*WORK REQUEST*
Which of the lines below contain the string "stderr"? Pull each one out of the data.
(EXTRACTED DATA)
// Shell Runner
// Launches stage commands through a shell with stdout/stderr captured to files

use crate::runners::{ProcessInvocation, ProcessOutcome, ProcessRunner};

use serde::{Deserialize, Serialize};
use std::fs::File;
use std::process::Stdio;
use std::time::Instant;
use tokio::process::Command;

/// Shell types supported by the runner
#[derive(Debug, Clone, Copy, PartialEq, Eq, Serialize, Deserialize)]
pub enum Shell {
    /// POSIX sh (cmd on Windows)
    #[serde(rename = "sh")]
    Default,
    /// Bash shell
    #[serde(rename = "bash")]
    Bash,
}

impl Shell {
    /// Get the shell executable and arguments
    fn get_command(&self) -> (&'static str, &'static [&'static str]) {
        match self {
            Shell::Default => {
                if cfg!(target_os = "windows") {
                    ("cmd", &["/C"])
                } else {
                    ("sh", &["-c"])
                }
            }
            Shell::Bash => ("bash", &["-c"]),
        }
    }

    /// Fall back to the default shell when bash is not installed
    pub fn resolve(self) -> Self {
        match self {
            Shell::Bash if which::which("bash").is_err() => {
                tracing::warn!("bash not found on PATH, falling back to sh");
                Shell::Default
            }
            shell => shell,
        }
    }
}

/// Shell runner for stage commands
pub struct ShellRunner {
    shell: Shell,
}

impl ShellRunner {
    /// Create a new shell runner with the default shell
    pub fn new() -> Self {
        Self {
            shell: Shell::Default,
        }
    }

    /// Create a shell runner with a specific shell
    pub fn with_shell(shell: Shell) -> Self {
        Self {
            shell: shell.resolve(),
        }
    }

    pub fn shell(&self) -> Shell {
        self.shell
    }

    async fn run_with_shell(&self, invocation: &ProcessInvocation) -> ProcessOutcome {
        let start = Instant::now();
        let (shell_cmd, shell_args) = self.shell.get_command();

        let (stdout, stderr) = match open_capture_files(invocation) {
            Ok(files) => files,
            Err(e) => {
                return ProcessOutcome::launch_failed(
                    format!("Failed to create capture files: {}", e),
                    start.elapsed(),
                );
            }
        };

        let mut cmd = Command::new(shell_cmd);
        cmd.args(shell_args);
        cmd.arg(&invocation.script);
        cmd.current_dir(&invocation.working_dir);
        cmd.envs(&invocation.env);
        cmd.stdin(Stdio::null());
        cmd.stdout(Stdio::from(stdout));
        cmd.stderr(Stdio::from(stderr));

        // Spawn the process
        let mut child = match cmd.spawn() {
            Ok(child) => child,
            Err(e) => {
                return ProcessOutcome::launch_failed(
                    format!("Failed to spawn shell process '{}': {}", shell_cmd, e),
                    start.elapsed(),
                );
            }
        };

        match child.wait().await {
            Ok(status) => ProcessOutcome {
                exit_code: status.code(),
                launch_error: None,
                duration: start.elapsed(),
            },
            Err(e) => ProcessOutcome::launch_failed(
                format!("Failed to wait for shell process: {}", e),
                start.elapsed(),
            ),
        }
    }
}

fn open_capture_files(invocation: &ProcessInvocation) -> std::io::Result<(File, File)> {
    let stdout = File::create(&invocation.stdout_path)?;
    let stderr = File::create(&invocation.stderr_path)?;
    Ok((stdout, stderr))
}

impl Default for ShellRunner {
    fn default() -> Self {
        Self::new()
    }
}

#[async_trait::async_trait]
impl ProcessRunner for ShellRunner {
    async fn run(&self, invocation: &ProcessInvocation) -> ProcessOutcome {
        self.run_with_shell(invocation).await
    }
}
(End EXTRACTED DATA)
*EXERCISE RESULT*
// Launches stage commands through a shell with stdout/stderr captured to files
        let (stdout, stderr) = match open_capture_files(invocation) {
        cmd.stderr(Stdio::from(stderr));
    let stderr = File::create(&invocation.stderr_path)?;
    Ok((stdout, stderr))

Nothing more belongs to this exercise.